How to find recurrence for $f(x)$ coefficient in the expression $f(x)\cdot(1+2x+2x^2+x^3)=\frac{1}{1-x^3}$ using generating functions? 
Let $f(x)=\sum_{i=0}^{\infty} a_ix^i$. Also $f(x)\cdot(1+2x+2x^2+x^3)=\frac{1}{1-x^3}$. Find numbers $b,c,d$ such that:
  $$
a_n={3+n-1 \choose n}-ba_{n-1}-ca_{n-2}-da_{n-3}
$$
  for $n\ge 3$.

The expression can be modified to the following using generating functions:
$$
f(x)=\frac{1}{1-x^3} : (1+2x+2x^2+x^3)=\frac{1}{1-x^3}:(1+x)(1+x+x^2)=\frac{(1-x)^2}{(1-x^3)^2(1-x^2)}
$$
Then: 
$$
f(n)=\sum_{n=0}^2 {2\choose n}(-1)^nx^n\cdot \sum_{n=0}^{\infty}{2+n-1\choose n}x^{3n}\cdot \sum_{n=0}^{\infty}x^{2n}
$$
For example:
$$
a_0={2\choose 0}{1\choose 0}\cdot 1=1\\
a_1=-{2\choose 1}{2\choose 1}\cdot 1=-4\\
a_2={2\choose 2}{3\choose 2}\cdot 1=1
$$
but what happens with $\sum_{n=0}^2 {2\choose n}(-1)^nx^n$ for $a_n$ where $n\ge 3$? Its range for $n$ is only between $0$ and $2$ so does it become $1$ for all $n\ge 3$? If it does then:
$$
a_3 = {4\choose 3}\cdot 1=4
$$
Then:
$$
a_3={5\choose 3}-3b+4c-d=10-3b+4c+d=4\implies 3b-4c-d=6 \qquad \ast
$$
But there's an infinite amount of solutions for the above equation so I don't think I'm in the right direction.

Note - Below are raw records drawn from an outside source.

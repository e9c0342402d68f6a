//! Identity context propagation.
//!
//! Every inbound request passes through [`attach_identity`]. A bearer token is
//! verified (signature, expiry, issuer, audience), its numeric `sub` claim is
//! taken as the subject id and the subject's attribute set for this service
//! is looked up through the cache. Only the subject id is trusted; other
//! claims never feed authorization decisions.
//!
//! - No token: the request proceeds as anonymous, no lookup is attempted.
//! - Invalid token: 401.
//! - Lookup failure: logged, the request proceeds with no attributes.

use std::fmt;
use std::sync::Arc;
use std::time::Duration;

use axum::extract::{FromRequestParts, Request, State};
use axum::http::HeaderMap;
use axum::http::request::Parts;
use axum::middleware::Next;
use axum::response::{IntoResponse, Response};
use castellan_cache::AttributeCacheClient;
use castellan_config::{AuthConfig, ConfigError};
use castellan_types::{AttributeSet, ServiceName, SubjectId};
use jsonwebtoken::{Algorithm, DecodingKey, EncodingKey, Header, Validation, decode, encode};
use serde::{Deserialize, Serialize};
use tracing::{debug, warn};

use crate::error::{ServerError, ServerResult, api_unauthorized};

/// HS256 token verification settings.
#[derive(Clone)]
pub struct JwtConfig {
    secret: String,
    pub issuer: String,
    pub audience: Vec<String>,
    /// Clock skew tolerated on `exp`, in seconds.
    pub leeway_secs: u64,
    /// Lifetime of tokens minted by [`create_token`](Self::create_token).
    pub expiration: Duration,
}

impl fmt::Debug for JwtConfig {
    fn fmt(&self, f: &mut fmt::Formatter<'_>) -> fmt::Result {
        f.debug_struct("JwtConfig")
            .field("issuer", &self.issuer)
            .field("audience", &self.audience)
            .field("leeway_secs", &self.leeway_secs)
            .finish_non_exhaustive()
    }
}

impl JwtConfig {
    pub fn new(secret: impl Into<String>) -> Self {
        Self {
            secret: secret.into(),
            issuer: "castellan".to_string(),
            audience: vec!["castellan".to_string()],
            leeway_secs: 30,
            expiration: Duration::from_secs(3600),
        }
    }

    /// Builds the verifier from the `[auth]` section. The secret is required.
    pub fn from_config(auth: &AuthConfig) -> ServerResult<Self> {
        let secret = auth
            .jwt_secret
            .clone()
            .filter(|s| !s.trim().is_empty())
            .ok_or_else(|| {
                ConfigError::ValidationError("auth.jwt_secret is required to serve".to_string())
            })?;
        Ok(Self {
            issuer: auth.issuer.clone(),
            audience: auth.audience.clone(),
            leeway_secs: auth.leeway_secs,
            ..Self::new(secret)
        })
    }

    /// Mints a token for `subject_id`. Used by tooling and tests.
    pub fn create_token(&self, subject_id: SubjectId) -> Result<String, jsonwebtoken::errors::Error> {
        let now = jsonwebtoken::get_current_timestamp();
        self.sign(&Claims {
            sub: subject_id.to_string(),
            iat: now,
            exp: now + self.expiration.as_secs(),
            iss: self.issuer.clone(),
            aud: self.audience.clone(),
        })
    }

    pub fn sign(&self, claims: &Claims) -> Result<String, jsonwebtoken::errors::Error> {
        encode(
            &Header::new(Algorithm::HS256),
            claims,
            &EncodingKey::from_secret(self.secret.as_bytes()),
        )
    }

    /// Verifies `token` and returns its subject id.
    pub fn verify(&self, token: &str) -> ServerResult<SubjectId> {
        let mut validation = Validation::new(Algorithm::HS256);
        validation.set_issuer(&[&self.issuer]);
        validation.set_audience(&self.audience);
        validation.leeway = self.leeway_secs;

        let data = decode::<Claims>(
            token,
            &DecodingKey::from_secret(self.secret.as_bytes()),
            &validation,
        )
        .map_err(|e| ServerError::Unauthorized(format!("invalid JWT: {e}")))?;

        data.claims
            .sub
            .parse::<u64>()
            .map(SubjectId::new)
            .map_err(|_| ServerError::Unauthorized("subject is not a numeric id".to_string()))
    }
}

/// JWT claims. `sub` carries the numeric subject id as a string.
#[derive(Debug, Clone, PartialEq, Eq, Serialize, Deserialize)]
pub struct Claims {
    pub sub: String,
    pub iat: u64,
    pub exp: u64,
    pub iss: String,
    pub aud: Vec<String>,
}

/// The caller's identity as attached to the request.
#[derive(Debug, Clone, Default, PartialEq)]
pub struct IdentityContext {
    /// `None` for anonymous requests.
    pub subject_id: Option<SubjectId>,
    /// `None` when anonymous or when the lookup failed or found nothing.
    pub attributes: Option<AttributeSet>,
}

impl IdentityContext {
    pub fn anonymous() -> Self {
        Self::default()
    }

    pub fn is_anonymous(&self) -> bool {
        self.subject_id.is_none()
    }

    pub fn attributes(&self) -> Option<&AttributeSet> {
        self.attributes.as_ref()
    }
}

impl<S: Send + Sync> FromRequestParts<S> for IdentityContext {
    type Rejection = std::convert::Infallible;

    async fn from_request_parts(parts: &mut Parts, _state: &S) -> Result<Self, Self::Rejection> {
        Ok(parts
            .extensions
            .get::<IdentityContext>()
            .cloned()
            .unwrap_or_default())
    }
}

/// Resolves bearer tokens into [`IdentityContext`]s for one host service.
pub struct IdentityResolver {
    jwt: JwtConfig,
    cache: AttributeCacheClient,
    service: ServiceName,
}

impl fmt::Debug for IdentityResolver {
    fn fmt(&self, f: &mut fmt::Formatter<'_>) -> fmt::Result {
        f.debug_struct("IdentityResolver")
            .field("service", &self.service)
            .field("jwt", &self.jwt)
            .finish_non_exhaustive()
    }
}

impl IdentityResolver {
    pub fn new(jwt: JwtConfig, cache: AttributeCacheClient, service: ServiceName) -> Self {
        Self {
            jwt,
            cache,
            service,
        }
    }

    pub fn service(&self) -> &ServiceName {
        &self.service
    }

    /// Returns `Err` only for a present but invalid token.
    pub async fn resolve(&self, headers: &HeaderMap) -> ServerResult<IdentityContext> {
        let Some(token) = bearer_token(headers) else {
            return Ok(IdentityContext::anonymous());
        };
        let subject_id = self.jwt.verify(token)?;

        let attributes = match self.cache.get(subject_id, &self.service, true).await {
            Ok(found) => {
                if found.is_none() {
                    debug!(%subject_id, service = %self.service, "no attributes for subject");
                }
                found
            }
            Err(e) => {
                warn!(%subject_id, service = %self.service, error = %e, "attribute lookup failed");
                None
            }
        };

        Ok(IdentityContext {
            subject_id: Some(subject_id),
            attributes,
        })
    }
}

/// Middleware attaching an [`IdentityContext`] to every request.
pub async fn attach_identity(
    State(resolver): State<Arc<IdentityResolver>>,
    mut request: Request,
    next: Next,
) -> Response {
    let identity = match resolver.resolve(request.headers()).await {
        Ok(identity) => identity,
        Err(e) => {
            debug!(error = %e, "rejected identity token");
            return api_unauthorized("invalid identity token").into_response();
        }
    };
    request.extensions_mut().insert(identity);
    next.run(request).await
}

fn bearer_token(headers: &HeaderMap) -> Option<&str> {
    let value = headers.get(axum::http::header::AUTHORIZATION)?;
    let value = value.to_str().ok()?;
    value.strip_prefix("Bearer ").map(str::trim)
}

Note: as noticed by @ancientmathematician there was a mistake in the conditions to the problem it should be $f(x)\cdot(1+2x+2x^2+x^3)=\frac{1}{(1-x)^3}$
 A: I believe Claude is correct about the statement of the problem, but I will attempt to provide some useful commentary as is.
So if we substitute $\sum_{i=0}^{\infty} a_{i}x^i$ in for $f(x)$, we obtain
$$\sum_{i=0}^{\infty} a_{i}x^i + 2x\sum_{i=0}^{\infty} a_{i}x^i + 2x^2\sum_{i=0}^{\infty} a_{i}x^i + x^3\sum_{i=0}^{\infty} a_{i}x^i = \sum_{i=0}^{\infty}x^{3i}$$
If you insert the $x$'s into the sums, and peel off all terms with degree $2$ or less, we obtain
$$a_0 + (2a_0+a_1)x + (2a_0 + 2a_1 + a_2)x^2 + \sum_{i=3}^{\infty} (a_{i}+ 2a_{i-1} + 2a_{i-2} + a_{i-3})x^i = \sum_{i=0}^{\infty} x^{3i}$$
Equating coefficients, we can say
$$a_0 = 1$$
$$2a_0+a_1 = 0$$
$$2a_0 + 2a_1 + a_2 = 0$$
$$a_{i}+ 2a_{i-1} + 2a_{i-2} + a_{i-3} = 1, i\geq3$$
Where the last equation holds if $i$ divides $3$, and is $0$ otherwise.
The first three equations give initial values $a_0, a_1, a_2$, and the third statement leads me to believe Claude's comment, since that would yield the desired binomial coefficient in place of the $1$ in the recurrence relation. Hope this helps!
Edit: Notice
$$\frac{1}{(1-x)^3} = \sum_{n\geq 0} \dbinom{-3}{n}(-1)^nx^n = \sum_{n\geq 0} \frac{(-3)(-3-1)...(-3-n+1)}{n!}(-1)^nx^n$$
$$=\sum_{n\geq 0} \frac{(3)(4)...(3+n-1)}{n!}x^n =\sum_{n\geq 0}\frac{(2)(3)(4)...(3+n-1)}{(3-1)n!}x^n = \sum_{n\geq 0}\dbinom{3+n-1}{n}x^n$$ 
So if you were to have equated coefficients as above, you would get the desired recurrence relation.